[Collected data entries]
◇ ◇ ◇ ◇

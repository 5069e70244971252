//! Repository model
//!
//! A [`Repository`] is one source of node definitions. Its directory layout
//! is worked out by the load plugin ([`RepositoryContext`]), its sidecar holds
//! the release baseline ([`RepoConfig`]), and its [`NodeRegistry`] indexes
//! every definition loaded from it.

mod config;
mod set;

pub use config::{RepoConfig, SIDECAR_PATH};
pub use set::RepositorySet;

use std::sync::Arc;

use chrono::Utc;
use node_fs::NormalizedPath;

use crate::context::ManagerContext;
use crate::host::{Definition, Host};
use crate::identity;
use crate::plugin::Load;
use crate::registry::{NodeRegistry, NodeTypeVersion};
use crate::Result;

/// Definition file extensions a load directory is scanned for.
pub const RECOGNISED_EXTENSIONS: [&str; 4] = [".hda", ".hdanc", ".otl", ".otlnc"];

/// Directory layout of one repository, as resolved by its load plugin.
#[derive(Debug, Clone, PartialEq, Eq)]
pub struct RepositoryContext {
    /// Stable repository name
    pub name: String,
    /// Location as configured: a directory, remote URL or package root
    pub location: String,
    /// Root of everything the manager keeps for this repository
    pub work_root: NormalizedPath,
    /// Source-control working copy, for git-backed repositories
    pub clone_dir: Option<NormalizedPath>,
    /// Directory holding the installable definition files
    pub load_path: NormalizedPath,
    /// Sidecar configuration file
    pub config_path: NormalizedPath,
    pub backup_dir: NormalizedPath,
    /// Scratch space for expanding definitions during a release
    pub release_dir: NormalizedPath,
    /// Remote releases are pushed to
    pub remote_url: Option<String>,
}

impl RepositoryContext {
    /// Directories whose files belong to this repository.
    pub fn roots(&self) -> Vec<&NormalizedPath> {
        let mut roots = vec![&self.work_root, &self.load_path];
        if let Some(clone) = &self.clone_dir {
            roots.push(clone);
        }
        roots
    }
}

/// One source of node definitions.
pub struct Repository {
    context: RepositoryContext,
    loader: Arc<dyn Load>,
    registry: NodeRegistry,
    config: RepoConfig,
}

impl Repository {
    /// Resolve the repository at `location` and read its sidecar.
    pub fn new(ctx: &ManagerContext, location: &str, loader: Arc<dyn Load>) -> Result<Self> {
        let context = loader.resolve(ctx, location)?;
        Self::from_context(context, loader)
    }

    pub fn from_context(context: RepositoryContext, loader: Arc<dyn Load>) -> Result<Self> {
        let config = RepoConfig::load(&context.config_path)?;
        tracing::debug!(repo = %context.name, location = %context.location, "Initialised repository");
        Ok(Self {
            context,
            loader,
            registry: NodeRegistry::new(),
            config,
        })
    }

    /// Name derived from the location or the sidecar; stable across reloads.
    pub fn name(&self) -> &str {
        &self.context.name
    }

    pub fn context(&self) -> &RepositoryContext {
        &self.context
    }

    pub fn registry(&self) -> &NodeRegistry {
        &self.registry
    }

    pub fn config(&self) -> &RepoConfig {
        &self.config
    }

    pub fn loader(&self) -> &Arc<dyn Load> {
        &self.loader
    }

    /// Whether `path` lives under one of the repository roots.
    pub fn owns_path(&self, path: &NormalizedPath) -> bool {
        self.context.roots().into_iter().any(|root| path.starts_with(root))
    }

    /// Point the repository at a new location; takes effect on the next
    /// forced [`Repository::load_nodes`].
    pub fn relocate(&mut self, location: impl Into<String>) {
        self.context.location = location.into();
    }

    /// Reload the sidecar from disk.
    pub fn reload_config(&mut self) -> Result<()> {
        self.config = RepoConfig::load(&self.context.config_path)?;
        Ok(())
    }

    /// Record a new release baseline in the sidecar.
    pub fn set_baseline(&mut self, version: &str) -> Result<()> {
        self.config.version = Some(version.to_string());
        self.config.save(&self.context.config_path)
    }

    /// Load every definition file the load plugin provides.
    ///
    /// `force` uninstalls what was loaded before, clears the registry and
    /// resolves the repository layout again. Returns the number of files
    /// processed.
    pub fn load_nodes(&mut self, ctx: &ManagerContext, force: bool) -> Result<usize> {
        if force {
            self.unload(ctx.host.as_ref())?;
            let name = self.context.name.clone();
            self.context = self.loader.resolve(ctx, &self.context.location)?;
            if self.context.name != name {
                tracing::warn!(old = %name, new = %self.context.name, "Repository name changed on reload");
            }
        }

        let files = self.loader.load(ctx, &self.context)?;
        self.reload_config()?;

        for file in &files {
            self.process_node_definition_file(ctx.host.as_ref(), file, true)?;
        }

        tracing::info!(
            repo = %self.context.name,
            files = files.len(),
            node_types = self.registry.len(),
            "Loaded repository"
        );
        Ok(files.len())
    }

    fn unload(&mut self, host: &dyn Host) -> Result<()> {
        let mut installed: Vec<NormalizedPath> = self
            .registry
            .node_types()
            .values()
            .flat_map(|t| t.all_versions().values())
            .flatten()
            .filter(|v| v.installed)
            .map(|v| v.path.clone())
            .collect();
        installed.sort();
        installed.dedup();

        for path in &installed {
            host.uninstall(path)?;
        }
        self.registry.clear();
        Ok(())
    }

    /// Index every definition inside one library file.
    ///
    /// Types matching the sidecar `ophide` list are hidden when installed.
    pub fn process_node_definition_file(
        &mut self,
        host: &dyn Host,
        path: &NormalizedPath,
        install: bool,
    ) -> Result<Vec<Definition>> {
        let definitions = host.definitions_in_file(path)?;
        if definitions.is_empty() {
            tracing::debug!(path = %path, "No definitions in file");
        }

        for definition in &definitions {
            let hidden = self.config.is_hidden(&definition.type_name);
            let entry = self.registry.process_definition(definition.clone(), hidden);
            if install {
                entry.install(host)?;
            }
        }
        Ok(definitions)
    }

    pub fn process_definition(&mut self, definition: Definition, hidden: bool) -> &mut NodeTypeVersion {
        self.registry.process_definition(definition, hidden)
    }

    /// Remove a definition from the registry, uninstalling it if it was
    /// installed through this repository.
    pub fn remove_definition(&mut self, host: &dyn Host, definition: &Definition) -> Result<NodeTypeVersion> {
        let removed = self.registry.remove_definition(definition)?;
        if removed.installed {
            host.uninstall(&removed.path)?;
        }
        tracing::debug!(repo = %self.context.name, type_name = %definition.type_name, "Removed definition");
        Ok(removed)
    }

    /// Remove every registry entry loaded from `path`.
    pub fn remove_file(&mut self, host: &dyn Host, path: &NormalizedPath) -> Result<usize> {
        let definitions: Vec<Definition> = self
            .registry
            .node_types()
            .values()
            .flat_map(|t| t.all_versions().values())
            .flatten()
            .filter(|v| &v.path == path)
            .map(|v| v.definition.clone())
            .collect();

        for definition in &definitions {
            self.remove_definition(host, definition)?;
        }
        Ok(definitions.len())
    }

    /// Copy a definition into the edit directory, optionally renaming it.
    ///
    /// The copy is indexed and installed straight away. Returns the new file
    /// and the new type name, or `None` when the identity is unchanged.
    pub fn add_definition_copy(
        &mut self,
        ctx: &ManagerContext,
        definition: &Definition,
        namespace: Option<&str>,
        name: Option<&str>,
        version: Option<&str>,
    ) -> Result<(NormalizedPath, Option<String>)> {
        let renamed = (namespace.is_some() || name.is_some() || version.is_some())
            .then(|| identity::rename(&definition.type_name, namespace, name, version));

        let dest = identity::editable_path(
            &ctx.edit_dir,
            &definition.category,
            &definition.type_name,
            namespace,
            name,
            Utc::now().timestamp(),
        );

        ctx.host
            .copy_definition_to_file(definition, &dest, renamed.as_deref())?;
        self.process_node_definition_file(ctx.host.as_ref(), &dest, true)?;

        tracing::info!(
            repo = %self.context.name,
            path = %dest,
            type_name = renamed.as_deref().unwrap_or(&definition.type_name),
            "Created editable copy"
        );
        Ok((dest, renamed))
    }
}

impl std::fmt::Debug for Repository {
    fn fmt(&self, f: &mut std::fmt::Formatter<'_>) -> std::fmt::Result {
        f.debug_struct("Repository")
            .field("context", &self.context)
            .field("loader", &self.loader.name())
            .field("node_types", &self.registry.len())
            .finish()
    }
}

◇ ◇ ◇ ◇

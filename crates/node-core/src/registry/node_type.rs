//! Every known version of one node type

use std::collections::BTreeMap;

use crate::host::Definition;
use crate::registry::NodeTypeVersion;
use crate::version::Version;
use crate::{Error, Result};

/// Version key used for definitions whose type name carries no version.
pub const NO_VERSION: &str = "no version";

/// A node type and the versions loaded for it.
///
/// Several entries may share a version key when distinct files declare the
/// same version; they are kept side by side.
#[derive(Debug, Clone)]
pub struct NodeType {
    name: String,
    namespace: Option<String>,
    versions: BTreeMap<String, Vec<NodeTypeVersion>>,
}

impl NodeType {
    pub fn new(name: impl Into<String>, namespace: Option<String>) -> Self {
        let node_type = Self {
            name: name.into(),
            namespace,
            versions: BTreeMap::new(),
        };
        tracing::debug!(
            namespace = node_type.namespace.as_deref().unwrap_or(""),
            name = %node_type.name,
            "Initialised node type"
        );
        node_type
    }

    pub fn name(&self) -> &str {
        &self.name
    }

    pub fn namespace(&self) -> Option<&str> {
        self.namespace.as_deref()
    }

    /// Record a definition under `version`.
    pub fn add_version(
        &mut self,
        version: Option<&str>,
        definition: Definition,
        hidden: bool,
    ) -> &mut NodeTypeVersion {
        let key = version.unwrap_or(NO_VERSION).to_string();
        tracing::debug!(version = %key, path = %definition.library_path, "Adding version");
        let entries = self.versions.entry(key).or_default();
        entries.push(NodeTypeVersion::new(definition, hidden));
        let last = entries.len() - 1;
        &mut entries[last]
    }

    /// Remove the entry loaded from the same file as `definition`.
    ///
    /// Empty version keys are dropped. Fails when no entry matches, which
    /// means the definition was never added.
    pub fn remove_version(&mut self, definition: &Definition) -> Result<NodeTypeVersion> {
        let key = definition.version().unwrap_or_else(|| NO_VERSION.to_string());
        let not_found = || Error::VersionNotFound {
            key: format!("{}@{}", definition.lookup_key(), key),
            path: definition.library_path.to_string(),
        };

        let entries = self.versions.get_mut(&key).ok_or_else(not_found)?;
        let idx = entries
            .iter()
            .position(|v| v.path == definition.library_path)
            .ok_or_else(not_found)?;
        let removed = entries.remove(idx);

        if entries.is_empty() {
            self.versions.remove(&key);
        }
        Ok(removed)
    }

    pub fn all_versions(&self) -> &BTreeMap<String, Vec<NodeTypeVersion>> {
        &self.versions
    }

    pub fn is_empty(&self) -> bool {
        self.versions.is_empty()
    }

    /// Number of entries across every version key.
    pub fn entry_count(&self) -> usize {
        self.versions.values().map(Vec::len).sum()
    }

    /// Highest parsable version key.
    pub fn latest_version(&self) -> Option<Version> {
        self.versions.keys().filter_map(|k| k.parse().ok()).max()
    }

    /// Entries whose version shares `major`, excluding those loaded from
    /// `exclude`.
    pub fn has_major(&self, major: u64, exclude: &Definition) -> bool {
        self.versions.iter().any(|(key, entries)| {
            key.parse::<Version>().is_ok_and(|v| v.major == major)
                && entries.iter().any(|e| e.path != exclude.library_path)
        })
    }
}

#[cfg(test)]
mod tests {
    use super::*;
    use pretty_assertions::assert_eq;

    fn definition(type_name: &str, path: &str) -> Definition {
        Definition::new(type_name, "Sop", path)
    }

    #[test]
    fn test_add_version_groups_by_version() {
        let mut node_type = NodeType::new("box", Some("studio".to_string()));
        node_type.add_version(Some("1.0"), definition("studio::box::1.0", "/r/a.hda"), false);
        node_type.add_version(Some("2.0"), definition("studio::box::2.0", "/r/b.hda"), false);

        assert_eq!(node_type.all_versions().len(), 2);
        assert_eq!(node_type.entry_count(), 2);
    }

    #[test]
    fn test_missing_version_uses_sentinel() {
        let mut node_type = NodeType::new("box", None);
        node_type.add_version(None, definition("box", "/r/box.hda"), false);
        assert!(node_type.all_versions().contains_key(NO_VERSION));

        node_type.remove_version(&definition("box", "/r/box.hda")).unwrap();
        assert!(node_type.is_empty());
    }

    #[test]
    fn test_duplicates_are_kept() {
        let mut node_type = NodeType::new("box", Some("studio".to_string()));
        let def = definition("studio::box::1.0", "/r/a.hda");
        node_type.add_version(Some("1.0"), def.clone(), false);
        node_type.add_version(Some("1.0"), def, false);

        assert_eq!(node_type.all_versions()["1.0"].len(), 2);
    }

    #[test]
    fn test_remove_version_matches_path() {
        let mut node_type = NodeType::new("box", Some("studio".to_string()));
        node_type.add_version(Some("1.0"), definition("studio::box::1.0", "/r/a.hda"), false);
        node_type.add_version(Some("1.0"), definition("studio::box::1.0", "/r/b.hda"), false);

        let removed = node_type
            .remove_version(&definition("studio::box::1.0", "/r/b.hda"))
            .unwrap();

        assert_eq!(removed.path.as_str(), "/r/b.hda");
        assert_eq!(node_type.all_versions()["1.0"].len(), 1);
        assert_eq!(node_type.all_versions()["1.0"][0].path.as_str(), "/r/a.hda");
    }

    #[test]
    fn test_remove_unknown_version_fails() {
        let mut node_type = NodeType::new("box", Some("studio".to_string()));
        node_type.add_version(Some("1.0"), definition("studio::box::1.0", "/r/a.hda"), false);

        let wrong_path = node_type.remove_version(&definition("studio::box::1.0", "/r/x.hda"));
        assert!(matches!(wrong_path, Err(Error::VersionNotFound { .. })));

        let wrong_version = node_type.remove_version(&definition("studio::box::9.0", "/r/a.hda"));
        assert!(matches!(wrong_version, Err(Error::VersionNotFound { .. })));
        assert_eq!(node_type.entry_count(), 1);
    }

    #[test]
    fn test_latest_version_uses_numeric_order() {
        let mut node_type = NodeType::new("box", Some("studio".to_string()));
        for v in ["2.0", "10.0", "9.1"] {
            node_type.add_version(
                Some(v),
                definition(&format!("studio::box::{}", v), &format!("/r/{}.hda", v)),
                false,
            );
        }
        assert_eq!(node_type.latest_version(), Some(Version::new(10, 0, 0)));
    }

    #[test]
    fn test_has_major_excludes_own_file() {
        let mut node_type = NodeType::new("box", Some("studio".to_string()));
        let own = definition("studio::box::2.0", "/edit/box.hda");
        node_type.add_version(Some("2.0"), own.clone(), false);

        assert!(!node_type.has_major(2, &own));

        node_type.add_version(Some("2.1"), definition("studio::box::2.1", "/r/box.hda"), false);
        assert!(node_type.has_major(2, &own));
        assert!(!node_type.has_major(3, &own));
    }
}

◇ ◇ ◇ ◇

§ YOUR GOAL
Given the entries above, say how many lines include the word "Record", and write nothing besides the number.

§ SOLUTION TO THIS TASK
2